The animated film The Killing Joke has been mired in controversy since its inception. That stems largely from the fact that in the original comic Joker shot Barbara Gordon, aka Batgirl, in the spine and took explicit photos of her to drive her father insane. Feminist critics took issue with the scene because it used a female character to further the plot of a male one.
To assuage those concerns, the film adaptation added a Batgirl-dominated prologue, to give the character more depth and add context to her controversial maiming. But when it premiered at Comic Con, the new prologue only exacerbated the feminist rage.
Mainly because Batman and Batgirl have sex.
“You have talked about how you wanted to give Barbara more story … and yet the story you gave her ended up being about the men in her life. Why?” A fan asked screenwriter Brian Azzarello.
Azzarello responded by saying Barbara was “stronger than the men in her life” and “she controls the men in her life in this story.”
Apparently this response triggered Bleeding Cool reporter Jeremy Konrad.
“Yeah, by using sex and then pining for Bruce,” he heckled from the audience.
“Wanna say that again? Pussy?” Azzarello responded, after apparently not hearing him.

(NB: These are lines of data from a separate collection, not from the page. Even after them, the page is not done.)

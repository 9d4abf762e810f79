use std::net::SocketAddr;
use std::sync::Arc;

use tokio_util::sync::CancellationToken;
use tonic::transport::Server;

use crate::cluster::ReshardHandler;
use crate::grpc::reshard_service::ReshardService;
use crate::proto::scraping_service_server::ScrapingServiceServer;

pub struct GrpcServer {
    addr: SocketAddr,
    handler: Arc<dyn ReshardHandler>,
}

impl GrpcServer {
    pub fn new(addr: SocketAddr, handler: Arc<dyn ReshardHandler>) -> Self {
        Self { addr, handler }
    }

    /// Serve until `shutdown` fires.
    pub async fn run(self, shutdown: CancellationToken) -> Result<(), tonic::transport::Error> {
        let reshard_service = ReshardService::new(self.handler);

        tracing::info!(addr = %self.addr, "Starting gRPC server");

        Server::builder()
            .add_service(ScrapingServiceServer::new(reshard_service))
            .serve_with_shutdown(self.addr, async move { shutdown.cancelled().await })
            .await
    }
}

No, I called someone a pussy when they unintelligibly yelled from the back of the room, then wouldn't repeat it https://t.co/15GNyna64F
— Brian Azzarello (@brianazzarello) July 23, 2016
Other criticism of the scene include that Batman and Batgirl have a “father-daughter” type relationship and the sex scene is out of character.
But this is not the first Bruce-Barbara lovemaking ever to hit the franchise. In Batman Beyond 2.0, it was revealed that Bruce got Barbara pregnant while she was dating Robin.

The executive producer of The Killing Joke, Bruce Timm, further explained the decision. “I actually like that in that opening story both Batman and Batgirl make a series of mistakes and then it kind of escalates, because Batman kind of overreacts and then she overreacts to his overreaction.”
“There’s clearly an unstated attraction between the two of the characters from the very beginning and I think it’s there in the comics. If you go back and look at the Adam West show, it’s there in the Adam West show.”
Despite the defense, the reaction online was not great.
It seems like the found a way to take the most degrading story about Barbara Gordon and make it even worse. Yay.
— Ashley Lynch (@ashleylynch) July 24, 2016
Wow. Babs begs Batman for sex. Enjoys being objectified by bad guy and Batman corrects her. Is found naked.
— Laura Sneddon (@thalestral) July 24, 2016
The negative reaction to the scene is not exclusive to feminists and culture critics. Other Batman fans take issue with the scene for being out of character, and kind of creepy.
Bottom line: The Barbara Gordon subplot is not the most seamless case of politically correct pandering, as the writer managed to create a controversy worse than the one he was trying to mitigate.